Contrairement au remake de 1976, ce King Kong cuvée 2005 se veut lui très fidèle au film de 1933 : plutôt que d'en actualiser l'intrigue, les enjeux, les personnages et les décors, Peter Jackson fait en effet le choix – et c'est tout à son honneur – de situer son remake en 1933 et de conserver ainsi toute l’imagerie du film original. On oublie les mises à jour – plus ou moins pertinentes – opérées par le précédent remake pour ici coller religieusement au film de Merian C. Cooper et Ernest B. Schoedsack… tout en l’enrichissant considérablement : le film dure ainsi deux fois plus longtemps que son modèle ! Car s’il en reprend quasiment toute la matière, il l’étoffe aussi de toutes parts : de l’introduction new-yorkaise au final (new-yorkais toujours), Peter Jackson en rajoute. Partout. Plus de personnages, humains comme monstres, plus de péripéties, plus de dialogues et plus d’acrobaties. Des ajouts qui, s’ils sont tous de bon goût, sont en réalité presque tous inutiles… puisque le film ne dit au fond presque rien de plus que le film original. Pourtant, galvanisé par une étonnante – et réjouissante – folie des grandeurs, Peter Jackson a décidé de tout augmenter en poussant au maximum tous les curseurs… y compris celui du cœur.
Parce que c’est ça le plus beau avec ce film : il a du cœur. Enormément. Loin de n’être qu’une (impressionnante, qu’on se le dise) démo technique désincarnée pour Weta Workshop/Digital, le film suinte l’amour et la tendresse de son réalisateur pour le film original et pour ses personnages. Il y a dans ce King Kong plus que dans nul autre une affection poignante pour sa figure de Kong, ici l’objet de nombreuses scènes le dévoilant sous un jour plus sensible et émouvant que jamais – et c’est l’occasion de saluer au passage la performance épatante d’Andy Serkis. C’est tout con mais il suffit de voir le gorille se bidonner devant les pitreries d’Ann (leur troisième ou quatrième scène commune) pour immédiatement l’adopter. D’ailleurs, Peter Jackson ne s’y trompe pas puisqu’il choisit – et c’est bien l’une des rares libertés de fond qu’il s’autorise vis-à-vis du film de 1933 – de faire s’y attacher Ann.
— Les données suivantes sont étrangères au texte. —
#[cfg(test)]
mod tests {
    use super::*;
    use crate::clock::SystemClock;
    use crate::metadata::{BackupKind, SnapshotMetadata};
    use crate::records::{BackupRecord, BackupStatus};
    use crate::snapshot::{DocumentRecord, Snapshot};
    use crate::source::{MemoryDataSource, MockDataSource};
    use crate::storage::MemoryBackupStore;
    use chrono::Utc;
    use std::collections::BTreeSet;

    fn doc(id: &str) -> DocumentRecord {
        DocumentRecord::new(id, Default::default())
    }

    struct Fixture {
        store: MemoryBackupStore,
        registry: Arc<BackupRegistry>,
        codec: Arc<StorageCodec>,
    }

    /// Stores `snapshot` and registers it the way a completed backup would
    fn stored(snapshot: Snapshot) -> Fixture {
        let store = MemoryBackupStore::new();
        let codec = Arc::new(StorageCodec::new(Arc::new(store.clone())));
        let registry = Arc::new(BackupRegistry::new());

        let written = codec.write(&snapshot, true).unwrap();
        let guard = registry.try_begin(OperationKind::Maintenance).unwrap();
        registry.record_backup(
            &guard,
            BackupRecord {
                id: snapshot.metadata.id.clone(),
                kind: snapshot.metadata.kind,
                created_at: snapshot.metadata.created_at,
                storage_key: written.key,
                size_bytes: written.digest.size_bytes,
                checksum: written.digest.checksum,
                collection_names: snapshot.collection_names().map(str::to_string).collect::<BTreeSet<_>>(),
                status: BackupStatus::Completed,
                duration_ms: 1,
                based_on_id: None,
                degraded_collections: BTreeSet::new(),
                depends_on: BTreeSet::new(),
            },
        );
        drop(guard);

        Fixture {
            store,
            registry,
            codec,
        }
    }

    fn sample() -> Snapshot {
        Snapshot::new(
            SnapshotMetadata::new("full_1", BackupKind::Full, Utc::now()),
            vec![
                CollectionSnapshot::captured("products", vec![doc("p1"), doc("p2"), doc("p3")]),
                CollectionSnapshot::degraded("categories", "connection refused"),
            ],
        )
    }

    fn coordinator(f: &Fixture, source: Arc<dyn DataSource>) -> RecoveryCoordinator {
        RecoveryCoordinator::new(source, f.codec.clone(), f.registry.clone(), Arc::new(SystemClock))
            .with_parallelism(false)
    }

    #[test]
    fn test_degraded_collection_makes_recovery_partial() {
        let f = stored(sample());
        let target = MemoryDataSource::new();

        let record = coordinator(&f, Arc::new(target.clone()))
            .recover("full_1", &RecoveryOptions::default().requested_by("ops"))
            .unwrap();

        assert_eq!(record.status, RecoveryStatus::Partial);
        assert_eq!(record.total_documents_restored, 3);
        assert_eq!(record.per_collection["products"].status, CollectionRestoreStatus::Success);
        assert_eq!(record.per_collection["categories"].status, CollectionRestoreStatus::Skipped);
        assert_eq!(record.requested_by.as_deref(), Some("ops"));
        assert_eq!(target.count("products"), 3);
        assert_eq!(target.count("categories"), 0);
        assert_eq!(f.registry.counters().successful_recoveries, 1);
    }

    #[test]
    fn test_dry_run_writes_nothing() {
        let f = stored(sample());
        let mut source = MockDataSource::new();
        source.expect_put_document().never();

        let record = coordinator(&f, Arc::new(source))
            .recover("full_1", &RecoveryOptions::dry_run())
            .unwrap();
        assert!(record.dry_run);
        assert_eq!(record.total_documents_restored, 3);
    }

    #[test]
    fn test_write_failure_marks_collection_failed() {
        let f = stored(sample());
        let mut source = MockDataSource::new();
        source
            .expect_put_document()
            .returning(|_, document| {
                if document.id == "p2" {
                    Err(VaultError::source_error("write rejected"))
                } else {
                    Ok(())
                }
            });

        let record = coordinator(&f, Arc::new(source))
            .recover("full_1", &RecoveryOptions::default().with_collections(["products"]))
            .unwrap();

        let products = &record.per_collection["products"];
        assert_eq!(products.status, CollectionRestoreStatus::Failed);
        assert_eq!(products.restored_count, 1);
        assert!(products.error.as_deref().unwrap().contains("write rejected"));
        assert_eq!(record.status, RecoveryStatus::Partial);
        assert_eq!(record.errors().len(), 1);
    }

    #[test]
    fn test_missing_requested_collection_is_skipped() {
        let f = stored(sample());
        let record = coordinator(&f, Arc::new(MemoryDataSource::new()))
            .recover("full_1", &RecoveryOptions::default().with_collections(["users"]))
            .unwrap();

        assert_eq!(record.per_collection.len(), 1);
        assert_eq!(record.per_collection["users"].status, CollectionRestoreStatus::Skipped);
        assert_eq!(record.total_documents_restored, 0);
    }

    #[test]
    fn test_unknown_backup_is_not_found() {
        let f = stored(sample());
        let err = coordinator(&f, Arc::new(MemoryDataSource::new()))
            .recover("full_404", &RecoveryOptions::default())
            .unwrap_err();
        assert!(matches!(err, VaultError::NotFound(_)));
        assert_eq!(f.registry.in_progress(), None);
    }

    #[test]
    fn test_invalid_snapshot_aborts_before_writes() {
        let mut snapshot = sample();
        snapshot.collections[0].document_count = 99;
        let f = stored(snapshot);
        let target = MemoryDataSource::new();

        let err = coordinator(&f, Arc::new(target.clone()))
            .recover("full_1", &RecoveryOptions::default())
            .unwrap_err();
        assert!(matches!(err, VaultError::Validation { .. }));
        assert_eq!(target.count("products"), 0);
        assert_eq!(f.registry.counters().failed_recoveries, 1);

        let forced = coordinator(&f, Arc::new(target.clone()))
            .recover("full_1", &RecoveryOptions::default().forced())
            .unwrap();
        assert_eq!(forced.total_documents_restored, 3);
    }

    #[test]
    fn test_unreadable_blob_is_recovery_failure() {
        let f = stored(sample());
        let key = f.registry.find_backup("full_1").unwrap().storage_key;
        f.store.overwrite(&key, &b"garbage"[..]);

        let err = coordinator(&f, Arc::new(MemoryDataSource::new()))
            .recover("full_1", &RecoveryOptions::default())
            .unwrap_err();
        match err {
            VaultError::RecoveryFailed { backup_id, source, .. } => {
                assert_eq!(backup_id, "full_1");
                assert!(matches!(*source, VaultError::CorruptSnapshot { .. }));
            }
            other => panic!("Expected RecoveryFailed, got {other:?}"),
        }
        assert_eq!(f.registry.counters().failed_recoveries, 1);
    }
}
La même Ann qui dans le film original fuyait jusqu’à la fin le gorille géant (ce pourquoi personne ne lui jettera la pierre) s’attache ici progressivement à lui. Jusqu’à aller le retrouver de son plein gré lors du dernier acte new-yorkais… Et c’est là l’une des bonnes idées de Peter Jackson : transformer le film d’horreur qu’était (concrètement) King Kong en une histoire d’amour réciproque (mais toujours platonique, hein – rangez vos bites les détraqués). Toujours sous les atours du fantastique et de l’aventure…
Et quelle aventure ! Le film est là-dessus d’une générosité rare… Notamment en ce qui concerne ses nombreuses scènes d’action, toutes complètement folles, à la fois virtuoses et ludiques. C’est du Peter Jackson en pleine possession de ses moyens, qui s’amuse comme un gosse et entend bien nous en faire profiter un maximum : King Kong affrontait un tyrannosaure en 1933 ? Il en affrontera trois ici, allez ! Il affrontait un ptérodactyle en 1933 ? Il affrontera une quinzaine de chauve-souris géantes ici ! Les humains, eux, croisaient un tricératops une fois franchi le mur ? Ça marche ! mais ils croiseront aussi des diplodocus et des vélociraptors. Cooper et Schoedsack avaient réalisé une scène où ils affrontaient plus tard des saloperies au fond d’une crevasse mais cette dernière a été perdue ? Pas de souci… on la refait quand même ! Le mot d’ordre est ici la démesure. Et tant mieux, puisqu’elle est en l’occurrence au service du talent… sans compter que les effets spéciaux mettent toujours à l’amende, quinze ans plus tard, la quasi-totalité de la production hollywoodienne… alors pourquoi faire la fine bouche ? Les faquins diront « indigeste », oui… mais ce sont justement des faquins… dont nous pardonnerons avec indulgence l’égarement…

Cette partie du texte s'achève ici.